Top of Material provided

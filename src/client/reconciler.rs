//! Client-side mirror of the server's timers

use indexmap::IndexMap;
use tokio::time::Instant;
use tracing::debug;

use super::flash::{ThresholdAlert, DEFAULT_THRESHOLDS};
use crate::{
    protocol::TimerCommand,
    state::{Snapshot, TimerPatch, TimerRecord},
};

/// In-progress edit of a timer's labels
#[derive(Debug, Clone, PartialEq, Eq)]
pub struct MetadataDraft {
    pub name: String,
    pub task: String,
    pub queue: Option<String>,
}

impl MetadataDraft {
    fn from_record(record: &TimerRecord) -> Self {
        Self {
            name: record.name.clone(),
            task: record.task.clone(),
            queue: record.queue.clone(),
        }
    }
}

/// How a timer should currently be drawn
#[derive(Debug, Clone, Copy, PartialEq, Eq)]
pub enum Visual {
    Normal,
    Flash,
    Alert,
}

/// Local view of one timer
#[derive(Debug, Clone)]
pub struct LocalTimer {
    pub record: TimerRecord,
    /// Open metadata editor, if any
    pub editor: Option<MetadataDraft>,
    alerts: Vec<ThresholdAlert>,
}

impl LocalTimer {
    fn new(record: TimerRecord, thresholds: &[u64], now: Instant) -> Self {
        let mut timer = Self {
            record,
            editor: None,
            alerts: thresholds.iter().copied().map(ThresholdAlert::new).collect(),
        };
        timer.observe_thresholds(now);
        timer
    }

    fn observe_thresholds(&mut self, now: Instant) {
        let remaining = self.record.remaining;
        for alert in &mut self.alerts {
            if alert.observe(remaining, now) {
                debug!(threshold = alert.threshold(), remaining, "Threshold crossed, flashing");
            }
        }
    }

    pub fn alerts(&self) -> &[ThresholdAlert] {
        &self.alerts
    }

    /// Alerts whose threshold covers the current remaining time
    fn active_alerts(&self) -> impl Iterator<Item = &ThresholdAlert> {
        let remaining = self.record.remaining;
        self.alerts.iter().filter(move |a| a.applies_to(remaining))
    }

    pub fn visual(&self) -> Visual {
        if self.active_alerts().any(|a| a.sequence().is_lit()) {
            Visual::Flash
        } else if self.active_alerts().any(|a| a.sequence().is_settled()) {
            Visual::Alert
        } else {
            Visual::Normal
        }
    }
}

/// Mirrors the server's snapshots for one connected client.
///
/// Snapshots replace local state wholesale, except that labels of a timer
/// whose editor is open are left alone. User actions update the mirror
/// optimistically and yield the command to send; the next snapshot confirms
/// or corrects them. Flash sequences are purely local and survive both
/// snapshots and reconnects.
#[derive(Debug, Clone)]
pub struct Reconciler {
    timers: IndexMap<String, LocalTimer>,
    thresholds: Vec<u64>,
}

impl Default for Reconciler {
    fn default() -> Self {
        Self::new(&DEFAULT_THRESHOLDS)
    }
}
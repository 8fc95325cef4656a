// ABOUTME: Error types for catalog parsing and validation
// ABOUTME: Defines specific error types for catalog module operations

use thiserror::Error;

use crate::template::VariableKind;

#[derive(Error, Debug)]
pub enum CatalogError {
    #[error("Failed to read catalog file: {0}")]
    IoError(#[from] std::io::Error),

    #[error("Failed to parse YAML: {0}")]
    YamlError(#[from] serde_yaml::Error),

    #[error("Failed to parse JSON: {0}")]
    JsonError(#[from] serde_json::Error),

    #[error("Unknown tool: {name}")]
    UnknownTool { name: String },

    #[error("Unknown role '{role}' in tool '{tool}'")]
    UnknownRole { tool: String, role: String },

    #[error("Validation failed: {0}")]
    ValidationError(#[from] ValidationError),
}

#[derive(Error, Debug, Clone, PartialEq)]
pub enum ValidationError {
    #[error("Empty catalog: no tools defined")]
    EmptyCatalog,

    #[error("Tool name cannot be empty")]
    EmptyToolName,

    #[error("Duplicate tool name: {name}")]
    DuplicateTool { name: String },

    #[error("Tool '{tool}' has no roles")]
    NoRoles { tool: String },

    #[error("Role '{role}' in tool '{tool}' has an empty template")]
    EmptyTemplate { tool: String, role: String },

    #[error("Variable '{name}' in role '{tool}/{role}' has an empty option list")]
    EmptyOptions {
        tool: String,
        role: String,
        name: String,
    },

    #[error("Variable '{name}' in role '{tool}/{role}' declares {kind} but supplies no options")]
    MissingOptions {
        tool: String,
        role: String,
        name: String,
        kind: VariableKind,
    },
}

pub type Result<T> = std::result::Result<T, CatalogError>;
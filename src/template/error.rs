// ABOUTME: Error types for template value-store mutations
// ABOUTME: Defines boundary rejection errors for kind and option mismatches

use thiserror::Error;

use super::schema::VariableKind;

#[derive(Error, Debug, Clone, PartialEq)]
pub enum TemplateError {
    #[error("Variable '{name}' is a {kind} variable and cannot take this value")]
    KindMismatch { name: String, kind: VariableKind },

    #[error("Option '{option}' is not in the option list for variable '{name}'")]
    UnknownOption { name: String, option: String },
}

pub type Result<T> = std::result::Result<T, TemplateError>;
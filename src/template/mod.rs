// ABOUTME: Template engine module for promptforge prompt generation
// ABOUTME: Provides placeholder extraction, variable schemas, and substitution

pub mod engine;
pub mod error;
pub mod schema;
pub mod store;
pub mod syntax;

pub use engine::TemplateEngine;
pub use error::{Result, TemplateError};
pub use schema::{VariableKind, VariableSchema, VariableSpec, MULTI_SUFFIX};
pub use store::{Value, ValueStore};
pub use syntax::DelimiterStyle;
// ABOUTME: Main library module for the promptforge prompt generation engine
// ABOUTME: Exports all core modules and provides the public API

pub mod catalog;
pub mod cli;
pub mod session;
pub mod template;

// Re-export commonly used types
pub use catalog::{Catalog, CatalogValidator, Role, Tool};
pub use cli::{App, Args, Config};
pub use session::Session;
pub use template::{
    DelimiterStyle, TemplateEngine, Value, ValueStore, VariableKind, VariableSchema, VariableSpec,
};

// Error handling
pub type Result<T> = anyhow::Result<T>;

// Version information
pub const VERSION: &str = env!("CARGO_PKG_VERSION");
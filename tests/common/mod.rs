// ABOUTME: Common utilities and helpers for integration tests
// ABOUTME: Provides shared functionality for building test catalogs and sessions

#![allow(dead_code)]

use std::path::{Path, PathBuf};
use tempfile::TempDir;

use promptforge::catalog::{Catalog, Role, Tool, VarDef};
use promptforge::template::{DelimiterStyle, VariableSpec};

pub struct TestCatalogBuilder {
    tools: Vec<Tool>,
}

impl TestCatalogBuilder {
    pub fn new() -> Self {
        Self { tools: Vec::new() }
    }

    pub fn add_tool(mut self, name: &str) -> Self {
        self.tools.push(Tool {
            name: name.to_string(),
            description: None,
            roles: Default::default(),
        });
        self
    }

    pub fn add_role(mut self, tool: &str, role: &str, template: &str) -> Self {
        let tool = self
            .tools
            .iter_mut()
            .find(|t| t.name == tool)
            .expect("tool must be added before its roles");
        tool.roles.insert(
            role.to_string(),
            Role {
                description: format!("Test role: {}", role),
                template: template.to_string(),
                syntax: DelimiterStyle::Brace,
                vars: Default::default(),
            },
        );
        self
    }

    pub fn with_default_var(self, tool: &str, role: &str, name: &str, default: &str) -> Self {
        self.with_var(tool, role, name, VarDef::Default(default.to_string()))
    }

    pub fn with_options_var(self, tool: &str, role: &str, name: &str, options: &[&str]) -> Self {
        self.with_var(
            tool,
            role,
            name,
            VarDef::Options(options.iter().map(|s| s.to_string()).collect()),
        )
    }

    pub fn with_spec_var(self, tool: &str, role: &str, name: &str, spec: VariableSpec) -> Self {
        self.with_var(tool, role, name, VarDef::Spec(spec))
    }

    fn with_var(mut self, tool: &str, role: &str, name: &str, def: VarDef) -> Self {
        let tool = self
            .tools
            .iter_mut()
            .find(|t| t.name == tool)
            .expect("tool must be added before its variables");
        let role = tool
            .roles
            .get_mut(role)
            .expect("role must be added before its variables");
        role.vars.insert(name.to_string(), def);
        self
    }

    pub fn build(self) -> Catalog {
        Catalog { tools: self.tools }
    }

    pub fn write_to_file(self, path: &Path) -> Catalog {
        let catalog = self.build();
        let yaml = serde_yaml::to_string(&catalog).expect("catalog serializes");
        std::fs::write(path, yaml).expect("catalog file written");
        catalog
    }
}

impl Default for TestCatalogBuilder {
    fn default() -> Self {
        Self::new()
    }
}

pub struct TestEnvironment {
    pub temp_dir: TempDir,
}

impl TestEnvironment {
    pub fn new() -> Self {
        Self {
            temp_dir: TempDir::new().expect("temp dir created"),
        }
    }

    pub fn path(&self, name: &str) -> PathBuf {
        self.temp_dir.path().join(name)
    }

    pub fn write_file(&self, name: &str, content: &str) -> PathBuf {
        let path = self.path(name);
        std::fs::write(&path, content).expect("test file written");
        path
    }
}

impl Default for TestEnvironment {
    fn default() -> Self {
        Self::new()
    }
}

Bottom of Material provided

Work to complete → From the material above, retype precisely the lines between the line holding "pub struct TestCatalogBuilder" and the line holding "def: VarDef) ->", inclusive, and nothing beyond them.

Solution →
pub struct TestCatalogBuilder {
    tools: Vec<Tool>,
}

impl TestCatalogBuilder {
    pub fn new() -> Self {
        Self { tools: Vec::new() }
    }

    pub fn add_tool(mut self, name: &str) -> Self {
        self.tools.push(Tool {
            name: name.to_string(),
            description: None,
            roles: Default::default(),
        });
        self
    }

    pub fn add_role(mut self, tool: &str, role: &str, template: &str) -> Self {
        let tool = self
            .tools
            .iter_mut()
            .find(|t| t.name == tool)
            .expect("tool must be added before its roles");
        tool.roles.insert(
            role.to_string(),
            Role {
                description: format!("Test role: {}", role),
                template: template.to_string(),
                syntax: DelimiterStyle::Brace,
                vars: Default::default(),
            },
        );
        self
    }

    pub fn with_default_var(self, tool: &str, role: &str, name: &str, default: &str) -> Self {
        self.with_var(tool, role, name, VarDef::Default(default.to_string()))
    }

    pub fn with_options_var(self, tool: &str, role: &str, name: &str, options: &[&str]) -> Self {
        self.with_var(
            tool,
            role,
            name,
            VarDef::Options(options.iter().map(|s| s.to_string()).collect()),
        )
    }

    pub fn with_spec_var(self, tool: &str, role: &str, name: &str, spec: VariableSpec) -> Self {
        self.with_var(tool, role, name, VarDef::Spec(spec))
    }

    fn with_var(mut self, tool: &str, role: &str, name: &str, def: VarDef) -> Self {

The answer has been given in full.